Les retenues d'eau collinaires pourraient être une des solutions pour lutter contre la sécheresse, selon certains agriculteurs catalans. Un projet a été lancé depuis une bonne décennie dans les Aspres, mais il n'a toujours pas abouti, au grand regret des viticulteurs locaux.
Depuis plus de douze ans, les viticulteurs de Terrats et de Saint-Colombe-de-la-Commanderie, au sud de Thuir, dans les Pyrénées-Orientales, portent un double projet de retenue collinaire pour irriguer leurs vignes. Ces deux retenues auraient une capacité totale de 120 000 m3.
"L'idée est de remonter l’eau par une station de pompage au niveau du canal de Thuir pour alimenter un premier bassin sur la zone de Sainte-Colombe, puis un second un peu plus loin", explique Jerôme de Maure, maire de Saint-Colombe-de-la-Commanderie et référent du projet pour la Communauté de communes des Aspres.

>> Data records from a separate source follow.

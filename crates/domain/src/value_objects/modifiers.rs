//! Input modifiers held while the player picks a target

use bitflags::bitflags;
use serde::{Deserialize, Serialize};

bitflags! {
    /// Set of modifier keys held at targeting time.
    #[derive(Debug, Clone, Copy, PartialEq, Eq, Hash, Serialize, Deserialize)]
    #[serde(transparent)]
    pub struct TargetModifiers: u8 {
        const FORCE_ATTACK = 1;
        /// Append to the actor's queue instead of replacing its current activity.
        const FORCE_QUEUE = 1 << 1;
        const FORCE_MOVE = 1 << 2;
    }
}

impl Default for TargetModifiers {
    fn default() -> Self {
        Self::empty()
    }
}

#[cfg(test)]
mod tests {
    use super::*;

    #[test]
    fn combined_modifiers_contain_each_part() {
        let held = TargetModifiers::FORCE_MOVE | TargetModifiers::FORCE_QUEUE;
        assert!(held.contains(TargetModifiers::FORCE_MOVE));
        assert!(held.contains(TargetModifiers::FORCE_QUEUE));
        assert!(!held.contains(TargetModifiers::FORCE_ATTACK));
        assert!(TargetModifiers::default().is_empty());
    }

    #[test]
    fn serializes_as_flag_names() {
        let held = TargetModifiers::FORCE_MOVE | TargetModifiers::FORCE_QUEUE;
        let json = serde_json::to_string(&held).unwrap();
        let parsed: TargetModifiers = serde_json::from_str(&json).unwrap();
        assert_eq!(parsed, held);
        assert!(json.contains("FORCE_MOVE"));
    }
}
//! Value objects - Immutable objects defined by their attributes

mod condition;
mod line_color;
mod modifiers;
mod names;
mod position;

pub use condition::ConditionExpr;
pub use line_color::LineColor;
pub use modifiers::TargetModifiers;
pub use names::{CursorName, VoiceName};
pub use position::{CellPos, WorldPos};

Ces retenues irrigueraient une trentaine d'exploitations, soit 350 hectares. La sécheresse actuelle compromet la survie des vignes dans les Aspres, un territoire qui a toujours été plus sec qu'ailleurs dans le secteur.
On voit bien quand il y a des orages que ça part sur les vallées de la Têt et du Tech. Les Aspres, au centre, ne bénéficient souvent de rien. Tous les étés, on voit des orages s’étendre du Canigou et descendre côté Vallespir, on les voit glisser, mais ils ne s’approchent jamais.

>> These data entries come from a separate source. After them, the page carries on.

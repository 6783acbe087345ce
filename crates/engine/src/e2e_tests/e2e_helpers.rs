//! Shared context for flow tests.

use airlift_domain::{CellPos, Order, Target, TargetModifiers, TransformOrdersConfig};

use crate::infrastructure::{Activity, ActivityQueue};
use crate::orders::{Resolution, TargetEvaluation, TransformOrders};
use crate::test_fixtures::{dock_target, terrain_target, FakeServices, TransformFixture};

/// What happened when the player clicked.
#[derive(Debug)]
pub struct Click {
    pub evaluation: TargetEvaluation,
    pub order: Order,
    pub resolution: Resolution,
}

/// One actor on an 8x8 map, fully revealed.
pub struct FlowContext {
    pub fake: FakeServices,
    pub activity: ActivityQueue,
    pub orders: TransformOrders,
}

impl FlowContext {
    pub fn new(config: TransformOrdersConfig) -> Self {
        Self::with_orders(TransformFixture::new(config).with_ready_transform().build())
    }

    pub fn with_orders(orders: TransformOrders) -> Self {
        let mut fake = FakeServices::new(8, 8);
        fake.map.reveal_all();
        Self {
            fake,
            activity: ActivityQueue::new(),
            orders,
        }
    }

    pub fn cell(&self, x: i32, y: i32) -> Target {
        terrain_target(CellPos::new(x, y))
    }

    pub fn dock(&self, type_name: &str, x: i32, y: i32) -> Target {
        dock_target(type_name, CellPos::new(x, y)).1
    }

    /// Evaluate, issue and resolve the best targeter for `target`.
    ///
    /// `None` when no targeter accepts the target.
    pub fn click(&mut self, target: Target, modifiers: TargetModifiers) -> Option<Click> {
        let services = self.fake.services();
        let evaluation = self
            .orders
            .legal_targeters(services, &self.activity, &target, modifiers)
            .into_iter()
            .next()?;
        let order = self.orders.issue_evaluated(&evaluation, target)?;
        let resolution = self
            .orders
            .resolve_order(services, &mut self.activity, &order);
        Some(Click {
            evaluation,
            order,
            resolution,
        })
    }

    pub fn deliver(&mut self, order: &Order) -> Resolution {
        self.orders
            .resolve_order(self.fake.services(), &mut self.activity, order)
    }

    /// Complete the running activity, returning the orders it releases.
    pub fn finish_current(&mut self) -> Vec<Order> {
        self.activity
            .complete_current()
            .map(Activity::into_replay)
            .unwrap_or_default()
    }

    pub fn line_count(&self) -> usize {
        self.fake.lines.len()
    }
}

Patrick Mauran, directeur de la cave coopérative de Terrats
Feu vert du gouvernement ?
Ces agriculteurs, lassés des lenteurs administratives et des contraintes environnementales qu'ils subissent, espèrent que la venue de Marc Fesneau, ministre de l'Agriculture sur site le 15 février dernier, va changer la donne.
"Le ministre a parlé d’une autorisation dans les deux ans qui viennent. Pour la réalisation, il faut compter six mois à un an de travaux. Si on peut essayer d’avancer les autorisations pour faire sortir le premier tuyau dans les deux ans qui viennent, ce serait parfait !", affirme Jerôme de Maury, le maire de Saint-Colombe-de-la-Commanderie.
Les retenues collinaires, mieux que les mégabassines?
La seule retenue collinaire qui existe pour l'instant dans les Pyrénées-Orientales a été aménagée à Prats de Sournia il y a 20 ans. Alimentée par une rivière, elle retient 35 000 mètres cubes d'eau.
Ces retenues sont alimentées par ruissellement des eaux ou par cours d'eau, contrairement aux mégas bassines : là, l'eau est pompée dans les nappes phréatiques pour remplacer les prélèvements l'été.
Selon un rapport du Sénat, publié en novembre 2022, "les retenues collinaires sont globalement mieux acceptées que les retenues en plaine, [néanmoins] les opposants au développement des retenues soulignent qu’une stratégie fondée sur les retenues d’eau inciterait à ne pas réfléchir à une agriculture moins consommatrice d’eau et créerait un faux sentiment de sécurité, alors même que l’accélération du réchauffement climatique pourrait conduire ces retenues à être à sec (...)"
Toujours selon ce rapport, "les opposants contestent l’utilité de dépenses publiques importantes pour mettre en place des infrastructures qui ne bénéficieraient qu’à quelques agriculteurs".
En effet, France Nature environnement estime que ces retenues collinaires constituent une solution à très court terme et rappelle la nécessité de laisser les pluies de l’hiver recharger les nappes souterraines.
Pour Simon Popy, écologue et président de France Nature environnement Occitanie, "On va vite toucher la limite. L’extension de l’irrigation conduit à l’accroissement de la dépendance à la ressource en eau. Comme la ressource en eau de nos territoires diminue avec le changement climatique, et que les tensions autour de son usage se renforcent mécaniquement, la politique du toujours plus d’irrigation relève de la maladaptation".
Nous ne pouvons pas soutenir ce modèle de développement. Cela ne signifie pas que nous nous opposons à tous ces projets, s'ils ne sont pas sur un cours d'eau, s'il y a une vraie logique de substitution, si l'usage est alimentaire. Il faut regarder au cas par cas.
Simon Popy, président de FNe Occitanie
Cette association de défense de l'environnement, qui a déjà attaqué en justice des projets similaires en Haute-Savoie, s’interroge néanmoins sur "l’intérêt de stocker, en surface et à grands frais, de l’eau qui va s’évaporer et croupir. Moins d’eau sous terre, c’est moins d’eau rendue aux sources, donc plus de sécheresse. Nos voisins espagnols en font l’amère expérience : dans les régions les plus équipées de barrages, les sécheresses sont deux fois plus intenses et plus longues."